Attorney: Law is fairly clear on DNA evidence in Martinko case
A suppression hearing throughout DNA evidence in a 40-year-old murder case is being held later this week, but one local defense attorney said the evidence shouldn’t be thrown out.
Jerry Burns faces first-degree murder charges in the 1979 slaying of Michelle Martinko. It wasn’t until one of his relatives took a DNA test that detectives were able to get a crack in the case. Detectives said they followed Burns to a restaurant, waited for him to finish eating, and drive away before they took a straw that he had used for evidence.
“It’s interesting, it’s a cold case, and it’s a young woman that was murdered 40 years ago that has gone unsolved until recently,” Ray Scheetz, a Cedar Rapids-based defense attorney, said.
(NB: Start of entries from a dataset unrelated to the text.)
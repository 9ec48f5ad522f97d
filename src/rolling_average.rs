// src/rolling_average.rs

use crate::error::{DetectorError, DetectorResult};
use std::collections::VecDeque;

/// Arithmetic mean over a fixed sliding window of samples
#[derive(Debug, Clone)]
pub struct RollingAverage {
    history: VecDeque<f64>,
    window_size: usize,
}

impl RollingAverage {
    /// Create a rolling average holding at most `window_size` samples
    ///
    /// # Arguments
    /// * `window_size` - Number of samples kept (must be at least 1)
    pub fn new(window_size: usize) -> DetectorResult<Self> {
        if window_size == 0 {
            return Err(DetectorError::invalid_config(
                "rolling average window size must be at least 1",
            ));
        }

        Ok(Self {
            history: VecDeque::with_capacity(window_size),
            window_size,
        })
    }

    /// Append a sample, evicting the oldest once the window is full
    pub fn push(&mut self, value: f64) {
        self.history.push_back(value);
        if self.history.len() > self.window_size {
            self.history.pop_front();
        }
    }

    /// Mean of the samples currently held, `None` before the first push
    pub fn value(&self) -> Option<f64> {
        if self.history.is_empty() {
            return None;
        }
        Some(self.history.iter().sum::<f64>() / self.history.len() as f64)
    }

    pub fn len(&self) -> usize {
        self.history.len()
    }

    pub fn is_empty(&self) -> bool {
        self.history.is_empty()
    }

    pub fn capacity(&self) -> usize {
        self.window_size
    }

    pub fn clear(&mut self) {
        self.history.clear();
    }
}

#[cfg(test)]
mod tests {
    use super::*;

    #[test]
    fn test_zero_window_is_config_error() {
        assert!(matches!(
            RollingAverage::new(0),
            Err(DetectorError::InvalidConfig(_))
        ));
    }

    #[test]
    fn test_empty_has_no_value() {
        let avg = RollingAverage::new(3).unwrap();
        assert!(avg.value().is_none());
        assert!(avg.is_empty());
    }

    #[test]
    fn test_partial_window_is_mean_of_all_samples() {
        let mut avg = RollingAverage::new(5).unwrap();
        avg.push(2.0);
        avg.push(4.0);
        assert_eq!(avg.value(), Some(3.0));
        assert_eq!(avg.len(), 2);
    }

    #[test]
    fn test_full_window_is_mean_of_last_n_samples() {
        for window in 1..=6 {
            let mut avg = RollingAverage::new(window).unwrap();
            let samples: Vec<f64> = (0..20).map(|i| (i * i) as f64 * 0.5).collect();
            for &s in &samples {
                avg.push(s);
            }

            let tail = &samples[samples.len() - window..];
            let expected = tail.iter().sum::<f64>() / window as f64;
            let actual = avg.value().unwrap();
            assert!((actual - expected).abs() < 1e-9, "window {}", window);
            assert_eq!(avg.len(), window);
        }
    }

    #[test]
    fn test_clear_resets_samples() {
        let mut avg = RollingAverage::new(2).unwrap();
        avg.push(10.0);
        avg.clear();
        assert!(avg.value().is_none());
        assert_eq!(avg.capacity(), 2);
    }
}
// src/lane_detection/types.rs
use serde::Serialize;

/// Straight edge candidate from the line-extraction stage, in pixel space
#[derive(Debug, Clone, Copy, PartialEq, Serialize)]
pub struct LineSegment {
    pub x1: f32,
    pub y1: f32,
    pub x2: f32,
    pub y2: f32,
}

impl LineSegment {
    pub fn new(x1: f32, y1: f32, x2: f32, y2: f32) -> Self {
        Self { x1, y1, x2, y2 }
    }

    /// dy/dx, `None` for a vertical segment
    pub fn slope(&self) -> Option<f32> {
        let dx = self.x2 - self.x1;
        if dx == 0.0 {
            return None;
        }
        Some((self.y2 - self.y1) / dx)
    }

    pub fn length(&self) -> f32 {
        (self.x2 - self.x1).hypot(self.y2 - self.y1)
    }

    pub fn midpoint(&self) -> (f32, f32) {
        ((self.x1 + self.x2) / 2.0, (self.y1 + self.y2) / 2.0)
    }

    /// Topmost y (image origin is top-left)
    pub fn min_y(&self) -> f32 {
        self.y1.min(self.y2)
    }

    /// x of the infinite line through this segment at row `y`
    pub fn x_at_y(&self, y: f32) -> Option<f32> {
        let (x0, dxdy) = self.x_of_y()?;
        Some(x0 + dxdy * y)
    }

    /// Line as `x = x0 + dxdy * y`; `None` for a horizontal segment
    pub fn x_of_y(&self) -> Option<(f32, f32)> {
        let dy = self.y2 - self.y1;
        if dy.abs() < f32::EPSILON {
            return None;
        }
        let dxdy = (self.x2 - self.x1) / dy;
        Some((self.x1 - dxdy * self.y1, dxdy))
    }
}

#[derive(Debug, Clone, Copy, PartialEq, Eq, Hash, Serialize)]
pub enum LaneLineCategory {
    Left,
    Middle,
    Right,
}

#[derive(Debug, Clone, Copy, PartialEq, Eq, Serialize)]
pub enum LaneLineType {
    Solid,
    Dashed,
}

/// Representative line of one category for the current frame
#[derive(Debug, Clone, Copy, PartialEq, Serialize)]
pub struct LaneLine {
    pub segment: LineSegment,
    pub category: LaneLineCategory,
    pub line_type: LaneLineType,
    /// Rolling average length of this category's representatives
    pub average_length: f32,
}

#[derive(Debug, Clone, Copy, PartialEq, Eq, Default, Serialize)]
pub enum DrivingState {
    #[default]
    Normal,
    ChangingLanesLeft,
    ChangingLanesRight,
}

impl DrivingState {
    pub fn is_changing(&self) -> bool {
        !matches!(self, Self::Normal)
    }

    pub fn as_str(&self) -> &'static str {
        match self {
            Self::Normal => "NORMAL",
            Self::ChangingLanesLeft => "CHANGING_LANES_LEFT",
            Self::ChangingLanesRight => "CHANGING_LANES_RIGHT",
        }
    }
}

#[derive(Debug, Clone, Copy, PartialEq, Eq, Serialize)]
pub enum TurningDirection {
    Left,
    Right,
}

impl TurningDirection {
    pub fn as_str(&self) -> &'static str {
        match self {
            Self::Left => "LEFT",
            Self::Right => "RIGHT",
        }
    }
}

/// Per-frame lane snapshot. `None` fields mean absent / unknown.
#[derive(Debug, Clone, Default, PartialEq, Serialize)]
pub struct LaneDetectionInformation {
    pub frame_index: u64,
    pub left_line: Option<LaneLine>,
    pub middle_line: Option<LaneLine>,
    pub right_line: Option<LaneLine>,
    pub driving_state: DrivingState,
    /// Vehicle centre minus lane centre at the reference row (positive = right of centre)
    pub lane_position_offset: Option<f32>,
    pub turning_direction: Option<TurningDirection>,
    /// Steering needed to re-centre, positive = turn right, in steps of the configured rounding
    pub turning_required_percentage: Option<i32>,
    /// Top-left, top-right, bottom-right, bottom-left of the current lane
    pub lane_overlay_corners: Option<[(f32, f32); 4]>,
}

impl LaneDetectionInformation {
    pub fn line_count(&self) -> usize {
        [self.left_line, self.middle_line, self.right_line]
            .iter()
            .filter(|l| l.is_some())
            .count()
    }
}
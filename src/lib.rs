// src/lib.rs

pub mod config;
pub mod error;
pub mod lane_detection;
pub mod line_extraction;
pub mod object_detection;
pub mod pipeline;
pub mod rolling_average;
pub mod types;
pub mod video_processor;

pub use error::{DetectorError, DetectorResult};
pub use types::{Config, Frame};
Scheetz is not involved with the Martinko case but has been following it in the media. He said this particular piece of evidence is key in solving the case; without it, he believes there wouldn’t be anything else to go on.
“This is probably the most important piece of evidence,” Scheetz said. “The attorneys for the accused person, Mr. Burns, said that he had an expectation of privacy in that straw. He said that when he threw that straw away and police seized it, they did so without a warrant or asking Burns for the property.”
Having worked cases where DNA is the key part of the evidence, he said the law is pretty clear.
“Once he left the straw there and threw it away, he’s giving up any right to it,” Scheetz said.
The judge will have the final say in what happens with the evidence following the suppression hearing on Thursday, January 16, 2020.